The most common cause of failure in portable electronic products is accidental drop. Therefore, the effect of impact on electronic package is very important. This study examines the mechanical behavior of lead-free solder joints under high speed shear. In this research we will set up the high rate ball shearing impact test, the maximum impact speed can up to 1.0 m/sec. The effects of differential solder alloy and pad metallization were also considered. Various Sn-Ag-Cu lead-free solder balls were investigated at room temperature and at a high speed shear rates of 1.0 m/s. Four failure modes were identified during the high speed shear test. In Mode M1, fractures occurred around the interface but not remain the solder on the pad. In Mode M2, fractures occurred around the interface and remain the solder on the pad. In Mode M3, fractures were noted across the solder ball. In Mode M4, fractures on the substrate lifted. The M3 failure rate of Ni/Au substrates increases over time.
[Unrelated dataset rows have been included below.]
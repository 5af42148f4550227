use std::future::Future;
use std::marker::PhantomData;

use crate::error::{Error, Result};
use crate::pipeline::adapters::{FilterStage, InspectStage, MapStage};
use crate::pipeline::adapters_try::TryMapStage;
use crate::pipeline::retry::{ErrorAction, RetryPolicy};
use crate::pipeline::stage::{BoxStage, Sequence, Stage, StageContext};

/// `a` followed by `b`, where `M` is the item type between them.
pub struct Chain<A, B, M> {
    a: A,
    b: B,
    _m: PhantomData<fn() -> M>,
}

impl<A, B, M> Chain<A, B, M> {
    pub fn new(a: A, b: B) -> Self {
        Self {
            a,
            b,
            _m: PhantomData,
        }
    }
}

impl<I, M, O, A, B> Stage<I, O> for Chain<A, B, M>
where
    I: Send + 'static,
    M: Send + 'static,
    O: Send + 'static,
    A: Stage<I, M>,
    B: Stage<M, O>,
{
    fn stage_name(&self) -> &'static str {
        "chain"
    }

    fn apply(self: Box<Self>, input: Sequence<I>, cx: &StageContext) -> Sequence<O> {
        let Self { a, b, .. } = *self;
        let mid = Box::new(a).apply(input, cx);
        Box::new(b).apply(mid, cx)
    }
}

impl<A, F, M> Chain<A, TryMapStage<F>, M> {
    /// See [`TryMapStage::with_retry`].
    pub fn with_retry(self, policy: RetryPolicy) -> Self {
        Self::new(self.a, self.b.with_retry(policy))
    }

    /// See [`TryMapStage::on_error`].
    pub fn on_error<H>(self, handler: H) -> Self
    where
        H: Fn(&Error) -> ErrorAction + Send + Sync + 'static,
    {
        Self::new(self.a, self.b.on_error(handler))
    }
}

pub trait StageExt<I, O>: Stage<I, O> + Sized
where
    I: Send + 'static,
    O: Send + 'static,
{
    fn then<N, S>(self, next: S) -> Chain<Self, S, O>
    where
        N: Send + 'static,
        S: Stage<O, N>,
    {
        Chain::new(self, next)
    }

    fn map<N, F>(self, stage: &'static str, f: F) -> Chain<Self, MapStage<F>, O>
    where
        N: Send + 'static,
        F: FnMut(O) -> N + Send + 'static,
    {
        Chain::new(self, MapStage::new(stage, f))
    }

    fn filter<F>(self, stage: &'static str, pred: F) -> Chain<Self, FilterStage<F>, O>
    where
        F: FnMut(&O) -> bool + Send + 'static,
    {
        Chain::new(self, FilterStage::new(stage, pred))
    }

    fn inspect<F>(self, stage: &'static str, f: F) -> Chain<Self, InspectStage<F>, O>
    where
        F: FnMut(&O) + Send + 'static,
    {
        Chain::new(self, InspectStage::new(stage, f))
    }

    fn try_map<N, F, Fut>(self, stage: &'static str, f: F) -> Chain<Self, TryMapStage<F>, O>
    where
        N: Send + 'static,
        O: Clone,
        F: Fn(O) -> Fut + Send + Sync + 'static,
        Fut: Future<Output = Result<N>> + Send + 'static,
    {
        Chain::new(self, TryMapStage::new(stage, f))
    }

    fn boxed(self) -> BoxStage<I, O> {
        Box::new(self)
    }
}

impl<I, O, S> StageExt<I, O> for S
where
    I: Send + 'static,
    O: Send + 'static,
    S: Stage<I, O>,
{
}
Meanwhile, M2 failure rate increases in shear tests of velocity increases from 0.3 up to 1.0 m/s. The M2 and M3 failures are the major failure modes in another kind of SAC solder alloy. However, for all shear test conditions, 100% of M3 is detected by using SnPb solder alloy. In the case of OSP, M2 is also the major failure mode for all shear test conditions. Comparing OSP with Ni/Au pad metallization substrate reveals that aging time does not significantly affect failure rate in shear test.